Funny enough I hated maxwell throttling and find my pascal card much stabler on the clocks.

Be aware the so called thermal throttling is probably TDP throttling, I tried to explain this to some others on another forum also. Its likely just coincidence it happens when card reaches temp you feel is the throttle point. Pascal cards have TDP limits set very agressively low.
 
Funny enough I hated maxwell throttling and find my pascal card much stabler on the clocks.

Be aware the so called thermal throttling is probably TDP throttling, I tried to explain this to some others on another forum also.
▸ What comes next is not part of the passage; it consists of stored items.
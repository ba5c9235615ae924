//! Installation state discovery.
//!
//! A ScoreMaster installation keeps its state in two places under the root:
//! the embedded SQLite store at `sm/ScoreMaster.db` (rally title and integer
//! schema version in the single `rallyparams` row) and the descriptor file
//! `sm/about.php`, whose `"version" => "..."` entry carries the application
//! version. The probe reads both once at run start; the resulting
//! [`InstallationState`] is immutable for the rest of the run.
//!
//! The probe also keeps the store connection open - the SQL apply phase runs
//! its statements over the same connection.

use std::path::{Path, PathBuf};
use std::sync::LazyLock;

use anyhow::anyhow;
use regex::Regex;
use rusqlite::Connection;

use crate::error::{PatchError, Result};

/// Pattern locating the application version inside the descriptor file.
static VERSION_MARKER: LazyLock<Regex> =
    LazyLock::new(|| Regex::new(r#""version" => "([^"]+)"#).unwrap());

/// Snapshot of the target installation, taken once per run.
#[derive(Debug, Clone)]
pub struct InstallationState {
    /// Title of the rally this installation is scoring.
    pub rally_title: String,
    /// Integer schema version of the store.
    pub db_version: i64,
    /// Application version string from the descriptor file.
    pub app_version: String,
}

/// An opened installation: the state snapshot plus the live store connection.
pub struct Installation {
    root: PathBuf,
    state: InstallationState,
    conn: Connection,
}

impl std::fmt::Debug for Installation {
    fn fmt(&self, f: &mut std::fmt::Formatter<'_>) -> std::fmt::Result {
        f.debug_struct("Installation")
            .field("root", &self.root)
            .field("state", &self.state)
            .finish_non_exhaustive()
    }
}

impl Installation {
    /// Probe the installation under `root`.
    ///
    /// Fatal when the store is absent or unopenable, the state row cannot be
    /// read, the descriptor file is missing, or the descriptor carries no
    /// version marker.
    pub fn probe(root: &Path) -> Result<Self> {
        let db_path = root.join("sm").join("ScoreMaster.db");
        if !db_path.exists() {
            return Err(PatchError::StoreMissing { path: db_path });
        }
        let conn = Connection::open(&db_path).map_err(|e| PatchError::StoreOpen {
            path: db_path.clone(),
            message: e.to_string(),
        })?;

        let (rally_title, db_version) = read_state_row(&conn)?;
        let app_version = read_app_version(&root.join("sm").join("about.php"))?;

        Ok(Self {
            root: root.to_path_buf(),
            state: InstallationState {
                rally_title,
                db_version,
                app_version,
            },
            conn,
        })
    }

    /// Installation root folder.
    pub fn root(&self) -> &Path {
        &self.root
    }

    /// The state snapshot.
    pub fn state(&self) -> &InstallationState {
        &self.state
    }

    /// Run one SQL statement against the store.
    pub fn execute_sql(&self, statement: &str) -> Result<()> {
        self.conn
            .execute_batch(statement)
            .map_err(|e| PatchError::Other(anyhow!("{e}")))
    }
}

/// Read the rally title and schema version from the `rallyparams` row.
fn read_state_row(conn: &Connection) -> Result<(String, i64)> {
    conn.query_row("SELECT RallyTitle, DBVersion FROM rallyparams", [], |row| {
        Ok((row.get(0)?, row.get(1)?))
    })
    .map_err(|e| PatchError::StateQuery {
        message: e.to_string(),
    })
}

/// Extract the application version from the descriptor file.
fn read_app_version(descriptor: &Path) -> Result<String> {
    if !descriptor.exists() {
        return Err(PatchError::DescriptorMissing {
            path: descriptor.to_path_buf(),
        });
    }
    let contents = std::fs::read_to_string(descriptor)?;
    let captures =
        VERSION_MARKER
            .captures(&contents)
            .ok_or_else(|| PatchError::VersionMarkerNotFound {
                path: descriptor.to_path_buf(),
            })?;
    Ok(captures[1].to_string())
}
Its likely just coincidence it happens when card reaches temp you feel is the throttle point. Pascal cards have TDP limits set very agressively low.
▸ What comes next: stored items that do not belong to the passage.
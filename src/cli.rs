//! CLI argument definitions.
//!
//! This module defines all CLI arguments using clap's derive macros. The
//! tool does one thing, so the surface is a flat flag set rather than
//! subcommands.

use clap::Parser;
use std::path::PathBuf;

use crate::runner::RunOptions;
use crate::ui::OutputMode;

/// Smpatch - applies upgrade patches to live ScoreMaster installations.
#[derive(Debug, Parser)]
#[command(name = "smpatch")]
#[command(author, version, about, long_about = None)]
pub struct Cli {
    /// Path of the ScoreMaster root folder
    #[arg(short, long, default_value = ".")]
    pub root: PathBuf,

    /// File containing the patches
    #[arg(short, long, default_value = "smpatch.zip")]
    pub patch: PathBuf,

    /// Apply the patch regardless of version criteria
    #[arg(long)]
    pub force: bool,

    /// Show verbose output
    #[arg(short, long)]
    pub verbose: bool,

    /// Show nothing except errors
    #[arg(short, long, conflicts_with = "verbose")]
    pub silent: bool,

    /// Don't delete the patchfile on completion
    #[arg(long)]
    pub keep: bool,

    /// Apply without asking for confirmation
    #[arg(short = 'y', long)]
    pub yes: bool,

    /// Enable debug logging
    #[arg(long)]
    pub debug: bool,
}

impl Cli {
    /// Output mode implied by the verbosity flags.
    pub fn output_mode(&self) -> OutputMode {
        if self.silent {
            OutputMode::Silent
        } else if self.verbose {
            OutputMode::Verbose
        } else {
            OutputMode::Normal
        }
    }

    /// Run settings implied by the arguments. Silent runs never prompt, so
    /// silent implies yes.
    pub fn run_options(&self) -> RunOptions {
        RunOptions {
            root: self.root.clone(),
            patch: self.patch.clone(),
            force: self.force,
            keep_package: self.keep,
            assume_yes: self.yes || self.silent,
        }
    }
}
So regardless of temps, as soon as it hits a certain peak wattage it throttles?
 
I think it's more due to the temps than TDP but I might be wrong.

Even when the card is heavily utilised the boost clock stays at 2101mhz but obviously it doesn't take long to reach 60c, at which point it drops to 2088.

About Maxwell clock stability, I'd agree Pascal is more stable as I see practically constant 2076mhz, but its limits are a lot more agressive.

Maxwell dropped when it was really pushed (which was often:p), this card drops without even breaking a sweat...

I can't imagine Pascal boiling at 2101mhz, TBH. Even if it were to breach 70c, it's still nothng.

I know they wanted to artificially limit OC potential but such temp and TDP restrictions are a bit too much.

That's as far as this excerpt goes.